Cracks in the Genetic Blueprint Lead to a Standstill

To understand why CTLA-4 loss pushes cancer cells into senescence, the team looked at how these cells handle their DNA during division. They discovered that CTLA-4 depletion reduced levels of Aurora B, a protein that helps chromosomes separate cleanly when cells divide. When Aurora B dropped, cells developed genomic instability: tiny extra DNA-containing bodies called micronuclei appeared, and DNA damage markers increased. This kind of DNA stress is known to push cells toward senescence instead of unchecked growth. Importantly, restoring Aurora B helped reduce these micronuclei, tying CTLA-4 loss directly to faulty chromosome handling and DNA damage.

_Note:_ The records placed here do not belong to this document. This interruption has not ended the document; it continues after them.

//! Coin transaction log and earned badges.

use anyhow::Result;
use rusqlite::Connection;

use crate::models::{BadgeRow, NewTransaction, TransactionRow};

pub fn insert_transaction(conn: &Connection, t: &NewTransaction<'_>) -> Result<()> {
    conn.execute(
        "INSERT INTO transactions (id, user_id, amount, type, description, reference_id, created_at)
         VALUES (?1, ?2, ?3, ?4, ?5, ?6, ?7)",
        rusqlite::params![
            t.id,
            t.user_id,
            t.amount,
            t.kind,
            t.description,
            t.reference_id,
            t.created_at,
        ],
    )?;
    Ok(())
}

/// Most recent transactions first.
pub fn list_transactions(conn: &Connection, user_id: &str, limit: u32) -> Result<Vec<TransactionRow>> {
    let mut stmt = conn.prepare(
        "SELECT id, user_id, amount, type, description, reference_id, created_at
         FROM transactions WHERE user_id = ?1
         ORDER BY created_at DESC, rowid DESC LIMIT ?2",
    )?;
    let rows = stmt
        .query_map((user_id, limit), |row| {
            Ok(TransactionRow {
                id: row.get(0)?,
                user_id: row.get(1)?,
                amount: row.get(2)?,
                kind: row.get(3)?,
                description: row.get(4)?,
                reference_id: row.get(5)?,
                created_at: row.get(6)?,
            })
        })?
        .collect::<std::result::Result<Vec<_>, _>>()?;
    Ok(rows)
}

/// Award a badge unless the user already has one with that name.
/// Returns `true` when it was newly awarded.
pub fn award_badge(
    conn: &Connection,
    id: &str,
    user_id: &str,
    name: &str,
    icon: &str,
    now: &str,
) -> Result<bool> {
    let inserted = conn.execute(
        "INSERT OR IGNORE INTO user_badges (id, user_id, badge_name, badge_icon, earned_at)
         VALUES (?1, ?2, ?3, ?4, ?5)",
        (id, user_id, name, icon, now),
    )?;
    Ok(inserted > 0)
}

pub fn list_badges(conn: &Connection, user_id: &str) -> Result<Vec<BadgeRow>> {
    let mut stmt = conn.prepare(
        "SELECT id, badge_name, badge_icon, earned_at FROM user_badges
         WHERE user_id = ?1 ORDER BY earned_at DESC, rowid DESC",
    )?;
    let rows = stmt
        .query_map([user_id], |row| {
            Ok(BadgeRow {
                id: row.get(0)?,
                badge_name: row.get(1)?,
                badge_icon: row.get(2)?,
                earned_at: row.get(3)?,
            })
        })?
        .collect::<std::result::Result<Vec<_>, _>>()?;
    Ok(rows)
}

#[cfg(test)]
mod tests {
    use super::*;
    use crate::queries::test_support::{NOW, conn, user};

    fn tx<'a>(id: &'a str, amount: i64, created_at: &'a str) -> NewTransaction<'a> {
        NewTransaction {
            id,
            user_id: "u1",
            amount,
            kind: "admin",
            description: None,
            reference_id: None,
            created_at,
        }
    }

    #[test]
    fn transactions_newest_first_with_limit() {
        let conn = conn();
        user(&conn, "u1", "5511900000001", 0);
        insert_transaction(&conn, &tx("t1", 10, "2026-03-10T10:00:00.000Z")).unwrap();
        insert_transaction(&conn, &tx("t2", -5, "2026-03-10T11:00:00.000Z")).unwrap();
        insert_transaction(&conn, &tx("t3", 7, "2026-03-10T09:00:00.000Z")).unwrap();

        let ids: Vec<String> = list_transactions(&conn, "u1", 2)
            .unwrap()
            .into_iter()
            .map(|t| t.id)
            .collect();
        assert_eq!(ids, ["t2", "t1"]);
    }

    #[test]
    fn badges_are_unique_by_name() {
        let conn = conn();
        user(&conn, "u1", "5511900000001", 0);
        assert!(award_badge(&conn, "b1", "u1", "Level 5", "⭐", NOW).unwrap());
        assert!(!award_badge(&conn, "b2", "u1", "Level 5", "⭐", NOW).unwrap());
        assert_eq!(list_badges(&conn, "u1").unwrap().len(), 1);
    }
}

DNA Damage Sets Off an Internal Alarm Network

The broken and misplaced DNA in CTLA-4-depleted cells did not go unnoticed. It activated DNA-PKcs, a DNA damage sensor, which in turn triggered the STING pathway, a built-in alarm system that responds to stray DNA inside cells. Once STING was switched on, it signaled downstream molecules, including TBK1 and IRF3, and also boosted another key growth-control route, the AKT pathway. Rather than promoting growth, this combined signaling ultimately increased p21, a strong brake on the cell cycle, reinforcing the senescent state. When the scientists blocked DNA-PKcs, STING activation and the senescence features were greatly reduced, showing that DNA-PKcs sits at the heart of this alarm relay.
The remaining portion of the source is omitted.